En ce sens soulignons que les auteurs de l’étude eux-mêmes nous rejoignent dans leurs conclusions et recommandations : « Nous n’avons pas approfondi ici l’opérationnalisation de certaines pistes d’action qui, permettent d’avancer sur les recommandations, ce qui implique d’identifier les porteurs de projets et des expertises techniques d’étude des dossiers. Nous espérons que ceci fera l’objet d’initiatives ultérieures qui peuvent s’appuyer sur ce diagnostic partagé. (P. 22 et 23) ». Nous aussi nous espérons ces initiatives. Nous ne devons pas attendre la législature prochaine pour travailler activement et de manière constructive. Il va falloir urgemment penser, opérationnaliser, chiffrer les pistes de changements et les objectifs. Genappe à la potentialité de se libérer du moins en partie de l’agro-business et de s’affirmer dans les 10 ans à venir en tant que commune autonome sur le plan alimentaire. Certains citoyens, certaines associations et coopératives sur notre commune y travaillent déjà. Certains maraichers et agriculteurs aussi. D’autres souhaitent aujourd’hui rejoindre ce mouvement. Il est grand temps que nos autorités aussi se retroussent les manches et participent à cette mobilisation si l’on veut vraiment redonner du sens aux différents métiers de la terre et à notre alimentation. Retrouver le lien perdu entre terre et assiette. Notre groupe politique se veut depuis longtemps le porte-parole de ce défi et considère les agriculteurs et maraichers comme les acteurs incontournables, expérimentés, volontaires qui le relèveront mais certainement pas seuls.

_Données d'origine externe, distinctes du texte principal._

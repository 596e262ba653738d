use super::clock::{Clock, SystemClock};
use super::transaction::Kind;
use super::Amount;

use chrono::{DateTime, Utc};
use serde::Serialize;

/// One successfully applied transaction: what happened, for how much, when.
#[derive(Debug, Clone, PartialEq, Serialize)]
pub struct Entry {
    pub kind: Kind,
    pub amount: Amount,
    pub recorded_at: DateTime<Utc>,
}

/// Append-only log of the transactions an account accepted.
///
/// The history never validates anything: accounts only record a transaction
/// after the balance mutation succeeded, so every entry in here corresponds
/// to exactly one successful mutation, in the order they were applied.
/// There is no way to remove or rewrite an entry.
pub struct History {
    entries: Vec<Entry>,
    clock: Box<dyn Clock + Send>,
}

impl History {
    pub fn new() -> Self {
        Self::with_clock(Box::new(SystemClock))
    }

    /// Create an empty history that timestamps entries with the given clock.
    pub fn with_clock(clock: Box<dyn Clock + Send>) -> Self {
        Self {
            entries: Vec::new(),
            clock,
        }
    }

    // Only account implementations get to append, and only after the
    // corresponding balance mutation succeeded.
    pub(super) fn record(&mut self, kind: Kind, amount: Amount) {
        self.entries.push(Entry {
            kind,
            amount,
            recorded_at: self.clock.now(),
        });
    }

    /// All recorded entries, in the order they were applied.
    pub fn entries(&self) -> &[Entry] {
        &self.entries
    }

    /// How many recorded entries are of the given kind.
    pub fn count_of(&self, kind: Kind) -> usize {
        self.entries.iter().filter(|entry| entry.kind == kind).count()
    }
}

impl Default for History {
    fn default() -> Self {
        Self::new()
    }
}

#[cfg(test)]
mod tests {
    use super::History;
    use crate::ledger::clock::test_clock::FixedClock;
    use crate::ledger::transaction::Kind;

    use rust_decimal_macros::dec;

    #[test]
    fn test_record_keeps_insertion_order() {
        let mut history = History::new();
        history.record(Kind::Deposit, dec!(100));
        history.record(Kind::Withdrawal, dec!(30));
        history.record(Kind::Deposit, dec!(5));

        let kinds: Vec<Kind> = history.entries().iter().map(|e| e.kind).collect();
        assert_eq!(vec![Kind::Deposit, Kind::Withdrawal, Kind::Deposit], kinds);
    }

    #[test]
    fn test_record_uses_the_injected_clock() {
        let clock = FixedClock::at_noon();
        let want = clock.0;

        let mut history = History::with_clock(Box::new(clock));
        history.record(Kind::Deposit, dec!(1));

        assert_eq!(want, history.entries()[0].recorded_at);
    }

    #[test]
    fn test_count_of() {
        let mut history = History::new();
        assert_eq!(0, history.count_of(Kind::Withdrawal));

        history.record(Kind::Withdrawal, dec!(10));
        history.record(Kind::Deposit, dec!(10));
        history.record(Kind::Withdrawal, dec!(10));

        assert_eq!(2, history.count_of(Kind::Withdrawal));
        assert_eq!(1, history.count_of(Kind::Deposit));
    }
}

Les autorités mais aussi les citoyens -ou plus simplement les mangeurs- doivent prendre conscience des enjeux alimentaires qui s’imposent à nous toutes et tous.

Nous n’avons pas le choix, il faut organiser le changement vers notre autonomie alimentaire

Si la relocalisation oblige de s’affranchir des marchés mondiaux, exportateurs et hyper productivistes…retenons qu’elle a un impact fondamental, positif sur de nombreuses réalités (climat, biodiversité, alimentation, santé). Retenons enfin qu’elle concerne tout le monde (agriculteurs, consommateurs et politiques). A Genappe cette mobilisation collective souffre d’autorités communales à la traine. Il est temps que celles-ci se sentent profondément concernées. Et s’engagent pour que notre commune devienne plus autonome et libre.